Extracted data:
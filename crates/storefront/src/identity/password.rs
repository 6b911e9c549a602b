//! Email + password identity backed by the gateway's `users` tables.

use std::sync::Arc;

use argon2::{
    Argon2,
    password_hash::{PasswordHash, PasswordHasher, PasswordVerifier, SaltString, rand_core::OsRng},
};
use tokio::sync::watch;
use tracing::instrument;

use shopfront_core::{Email, UserId};

use super::{AuthError, IdentityProvider, MIN_PASSWORD_LENGTH};
use crate::error::{clear_sentry_user, set_sentry_user};
use crate::gateway::{Filter, Gateway, GatewayError, Table};
use crate::models::{NewUser, NewUserPassword, User, UserPassword};
use crate::session::{SessionStore, keys};

/// Password authentication over the hosted `users` / `user_passwords`
/// tables.
///
/// The signed-in user ID is persisted in the session store so it survives
/// restarts, and broadcast on a `watch` channel.
pub struct PasswordIdentity<G, S> {
    gateway: Arc<G>,
    store: Arc<S>,
    current: watch::Sender<Option<UserId>>,
}

impl<G: Gateway, S: SessionStore> PasswordIdentity<G, S> {
    /// Restore the signed-in user from the session store.
    ///
    /// A persisted user that no longer exists in the backend is dropped and
    /// the shopper starts anonymous.
    ///
    /// # Errors
    ///
    /// Returns `AuthError::Session` if the store cannot be read, or
    /// `AuthError::Gateway` if the user lookup fails for another reason.
    pub async fn restore(gateway: Arc<G>, store: Arc<S>) -> Result<Self, AuthError> {
        let mut current = store.get::<UserId>(keys::CURRENT_USER).await?;

        if let Some(user_id) = current {
            match gateway.select_one::<User>(&Filter::by_id(user_id)).await {
                Ok(user) => set_sentry_user(&user.id, Some(user.email.as_str())),
                Err(GatewayError::NotFound) => {
                    tracing::warn!(%user_id, "Persisted user no longer exists, signing out");
                    store.remove(keys::CURRENT_USER).await?;
                    current = None;
                }
                Err(e) => return Err(e.into()),
            }
        }

        let (current, _) = watch::channel(current);
        Ok(Self {
            gateway,
            store,
            current,
        })
    }

    async fn set_current(&self, user: &User) -> Result<(), AuthError> {
        self.store.insert(keys::CURRENT_USER, &user.id).await?;
        self.current.send_replace(Some(user.id));
        set_sentry_user(&user.id, Some(user.email.as_str()));
        Ok(())
    }
}

impl<G: Gateway, S: SessionStore> IdentityProvider for PasswordIdentity<G, S> {
    fn current_user_id(&self) -> Option<UserId> {
        *self.current.borrow()
    }

    fn subscribe(&self) -> watch::Receiver<Option<UserId>> {
        self.current.subscribe()
    }

    #[instrument(skip(self, password))]
    async fn sign_up(&self, email: &str, password: &str) -> Result<User, AuthError> {
        let email = Email::parse(email)?;
        validate_password(password)?;
        let password_hash = hash_password(password)?;

        let user: User = self
            .gateway
            .insert(&NewUser { email })
            .await
            .map_err(|e| match e {
                GatewayError::Conflict(_) => AuthError::UserAlreadyExists,
                other => AuthError::Gateway(other),
            })?;

        let credential = NewUserPassword {
            user_id: user.id,
            password_hash,
        };
        if let Err(e) = self.gateway.insert::<UserPassword>(&credential).await {
            // No transactions across gateway calls: undo the half-created account.
            if let Err(cleanup) = self
                .gateway
                .delete(Table::Users, &Filter::by_id(user.id))
                .await
            {
                tracing::error!(user_id = %user.id, error = %cleanup, "Failed to remove orphaned user");
            }
            return Err(e.into());
        }

        tracing::info!(user_id = %user.id, "User signed up");
        self.set_current(&user).await?;
        Ok(user)
    }

    #[instrument(skip(self, password))]
    async fn sign_in(&self, email: &str, password: &str) -> Result<User, AuthError> {
        let email = Email::parse(email)?;

        let user = self
            .gateway
            .select_one::<User>(&Filter::new().eq("email", &email))
            .await
            .map_err(not_found_as_invalid)?;
        let credential = self
            .gateway
            .select_one::<UserPassword>(&Filter::new().eq("user_id", user.id))
            .await
            .map_err(not_found_as_invalid)?;

        verify_password(password, &credential.password_hash)?;

        tracing::info!(user_id = %user.id, "User signed in");
        self.set_current(&user).await?;
        Ok(user)
    }

    #[instrument(skip(self))]
    async fn sign_out(&self) -> Result<(), AuthError> {
        if self.current_user_id().is_none() {
            return Ok(());
        }
        self.store.remove(keys::CURRENT_USER).await?;
        self.current.send_replace(None);
        clear_sentry_user();
        tracing::info!("User signed out");
        Ok(())
    }
}

fn not_found_as_invalid(e: GatewayError) -> AuthError {
    match e {
        GatewayError::NotFound => AuthError::InvalidCredentials,
        other => AuthError::Gateway(other),
    }
}

/// Validate password meets requirements.
fn validate_password(password: &str) -> Result<(), AuthError> {
    if password.chars().count() < MIN_PASSWORD_LENGTH {
        return Err(AuthError::WeakPassword(format!(
            "password must be at least {MIN_PASSWORD_LENGTH} characters"
        )));
    }
    Ok(())
}

/// Hash a password using Argon2id.
fn hash_password(password: &str) -> Result<String, AuthError> {
    let salt = SaltString::generate(&mut OsRng);
    let argon2 = Argon2::default();

    argon2
        .hash_password(password.as_bytes(), &salt)
        .map(|hash| hash.to_string())
        .map_err(|_| AuthError::PasswordHash)
}

/// Verify a password against a hash.
fn verify_password(password: &str, hash: &str) -> Result<(), AuthError> {
    let parsed_hash = PasswordHash::new(hash).map_err(|_| AuthError::InvalidCredentials)?;
    let argon2 = Argon2::default();

    argon2
        .verify_password(password.as_bytes(), &parsed_hash)
        .map_err(|_| AuthError::InvalidCredentials)
}

#[cfg(test)]
#[allow(clippy::unwrap_used)]
mod tests {
    use super::*;
    use crate::gateway::InMemoryGateway;
    use crate::session::MemorySessionStore;

    async fn identity() -> PasswordIdentity<InMemoryGateway, MemorySessionStore> {
        PasswordIdentity::restore(
            Arc::new(InMemoryGateway::new()),
            Arc::new(MemorySessionStore::new()),
        )
        .await
        .unwrap()
    }

    #[test]
    fn test_password_hash_roundtrip() {
        let hash = hash_password("correct horse").unwrap();
        assert!(verify_password("correct horse", &hash).is_ok());
        assert!(matches!(
            verify_password("wrong horse", &hash),
            Err(AuthError::InvalidCredentials)
        ));
    }

    #[test]
    fn test_validate_password_length() {
        assert!(matches!(
            validate_password("short"),
            Err(AuthError::WeakPassword(_))
        ));
        assert!(validate_password("long enough").is_ok());
    }

    #[tokio::test]
    async fn test_sign_up_signs_in_and_notifies() {
        let identity = identity().await;
        let mut changes = identity.subscribe();
        assert_eq!(identity.current_user_id(), None);

        let user = identity
            .sign_up("Shopper@Example.com", "hunter2hunter2")
            .await
            .unwrap();
        assert_eq!(user.email.as_str(), "shopper@example.com");
        assert!(changes.has_changed().unwrap());
        assert_eq!(*changes.borrow_and_update(), Some(user.id));
        assert_eq!(identity.current_user_id(), Some(user.id));
    }

    #[tokio::test]
    async fn test_duplicate_sign_up_rejected() {
        let identity = identity().await;
        identity
            .sign_up("a@example.com", "password-one")
            .await
            .unwrap();
        let err = identity
            .sign_up("A@example.com", "password-two")
            .await
            .unwrap_err();
        assert!(matches!(err, AuthError::UserAlreadyExists));
    }

    #[tokio::test]
    async fn test_sign_in_and_out() {
        let identity = identity().await;
        let user = identity
            .sign_up("a@example.com", "password-one")
            .await
            .unwrap();
        identity.sign_out().await.unwrap();
        assert_eq!(identity.current_user_id(), None);

        let err = identity
            .sign_in("a@example.com", "password-two")
            .await
            .unwrap_err();
        assert!(matches!(err, AuthError::InvalidCredentials));

        let err = identity
            .sign_in("nobody@example.com", "password-one")
            .await
            .unwrap_err();
        assert!(matches!(err, AuthError::InvalidCredentials));

        let signed_in = identity
            .sign_in("a@example.com", "password-one")
            .await
            .unwrap();
        assert_eq!(signed_in.id, user.id);
        assert_eq!(identity.current_user_id(), Some(user.id));
    }

    #[tokio::test]
    async fn test_restore_keeps_signed_in_user() {
        let gateway = Arc::new(InMemoryGateway::new());
        let store = Arc::new(MemorySessionStore::new());
        let first = PasswordIdentity::restore(Arc::clone(&gateway), Arc::clone(&store))
            .await
            .unwrap();
        let user = first.sign_up("a@example.com", "password-one").await.unwrap();

        let second = PasswordIdentity::restore(gateway, store).await.unwrap();
        assert_eq!(second.current_user_id(), Some(user.id));
    }
}
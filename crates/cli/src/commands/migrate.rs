//! Database migration command.
//!
//! # Usage
//!
//! ```bash
//! shop-cli migrate
//! ```
//!
//! # Environment Variables
//!
//! - `SHOPFRONT_DATABASE_URL` - `PostgreSQL` connection string
//!
//! # Migration Files
//!
//! ```text
//! crates/storefront/migrations/
//! ├── 20261017000001_create_catalog.sql
//! ├── 20261017000002_create_users.sql
//! └── 20261017000003_create_cart_items.sql
//! ```

use shopfront_storefront::{StorefrontConfig, db};

/// Run storefront database migrations.
///
/// # Errors
///
/// Returns an error if the database is unreachable or a migration fails.
pub async fn run(config: &StorefrontConfig) -> Result<(), Box<dyn std::error::Error>> {
    tracing::info!("Connecting to database...");
    let pool = db::create_pool(&config.database_url, config.db_max_connections).await?;

    tracing::info!("Running storefront migrations...");
    db::run_migrations(&pool).await?;

    tracing::info!("Storefront migrations complete");
    pool.close().await;
    Ok(())
}
//! CLI command implementations.

pub mod auth;
pub mod cart;
pub mod catalog;
pub mod migrate;
pub mod seed;

use std::sync::Arc;

use shopfront_core::SessionId;
use shopfront_storefront::{
    AppError, CartEngine, Catalog, FileSessionStore, GatewayError, PasswordIdentity, PgGateway,
    SessionIdentity, ShopperIdentity, StorefrontConfig, db,
};

/// Password identity over the database and the local state file.
pub type Identity = PasswordIdentity<PgGateway, FileSessionStore>;

/// Cart scoped to whoever is signed in, or the anonymous session.
pub type Cart = CartEngine<PgGateway, ShopperIdentity<Identity>>;

/// Everything a shopper-facing command needs.
pub struct Context {
    pub config: StorefrontConfig,
    pub gateway: Arc<PgGateway>,
    pub session_id: SessionId,
    pub identity: Arc<Identity>,
}

impl Context {
    /// Connect to the database and restore local session state.
    ///
    /// # Errors
    ///
    /// Returns an error if the database is unreachable or the state file
    /// cannot be read.
    pub async fn connect(config: StorefrontConfig) -> Result<Self, AppError> {
        let pool = db::create_pool(&config.database_url, config.db_max_connections)
            .await
            .map_err(GatewayError::from)?;
        let gateway = Arc::new(PgGateway::new(pool));

        let store = Arc::new(FileSessionStore::new(&config.state_path));
        let session_id = SessionIdentity::load_or_create(store.as_ref()).await?;
        let identity = Arc::new(PasswordIdentity::restore(Arc::clone(&gateway), store).await?);

        Ok(Self {
            config,
            gateway,
            session_id,
            identity,
        })
    }

    /// Cart engine for the current shopper.
    #[must_use]
    pub fn cart(&self) -> Cart {
        CartEngine::new(
            Arc::clone(&self.gateway),
            ShopperIdentity::new(self.session_id, Arc::clone(&self.identity)),
        )
    }

    /// Catalog reader with the configured cache TTL.
    #[must_use]
    pub fn catalog(&self) -> Catalog<PgGateway> {
        Catalog::with_ttl(Arc::clone(&self.gateway), self.config.catalog_cache_ttl)
    }
}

Work instructions: Set out every line from the material that contains the string "WeakPassword".

Exercise result:
        return Err(AuthError::WeakPassword(format!(
            Err(AuthError::WeakPassword(_))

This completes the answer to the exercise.